### Task statement
Only the number is wanted: how many lines below include "hyper"?
(Dataset extract)
//! Error information-disclosure tests.
//!
//! `Error::into_response` forwards the `Display` output of client errors to
//! the caller, but server-error variants must be scrubbed to a generic
//! message.

use paddock::Error;

fn body_of(err: Error) -> String {
    let resp = err.into_response();
    let bytes = tokio_test::block_on(http_body_util::BodyExt::collect(resp.into_body()))
        .unwrap()
        .to_bytes();
    String::from_utf8_lossy(&bytes).into_owned()
}

#[test]
fn internal_error_payload_is_scrubbed() {
    let body = body_of(Error::Internal(
        "store poisoned at /srv/paddock/state.rs:42".into(),
    ));
    assert!(!body.contains("state.rs"), "internals leaked: {body}");
    assert!(body.contains("Internal server error"), "got: {body}");
}

#[test]
fn io_error_paths_are_scrubbed() {
    let io_err = std::io::Error::new(
        std::io::ErrorKind::NotFound,
        "No such file: /etc/paddock/seed.toml",
    );
    let body = body_of(Error::Io(io_err));
    assert!(!body.contains("/etc/paddock"), "path leaked: {body}");
    assert!(body.contains("Internal server error"), "got: {body}");
}

#[test]
fn conflict_messages_reach_the_client() {
    let body = body_of(Error::Conflict("role is in use by 2 user(s)".into()));
    assert!(body.contains("role is in use"), "got: {body}");
}

#[test]
fn stale_config_reports_both_versions() {
    let err = Error::StaleConfig {
        expected: 4,
        found: 7,
    };
    assert_eq!(err.status_code(), hyper::StatusCode::CONFLICT);
    let body = body_of(err);
    assert!(body.contains('4') && body.contains('7'), "got: {body}");
}

#[test]
fn too_many_requests_sets_retry_after() {
    let err = Error::TooManyRequests { retry_after: 12 };
    assert_eq!(err.status_code(), hyper::StatusCode::TOO_MANY_REQUESTS);
    let resp = err.into_response();
    assert_eq!(resp.headers().get("Retry-After").unwrap(), "12");
}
(End Dataset extract)
### Answer section
2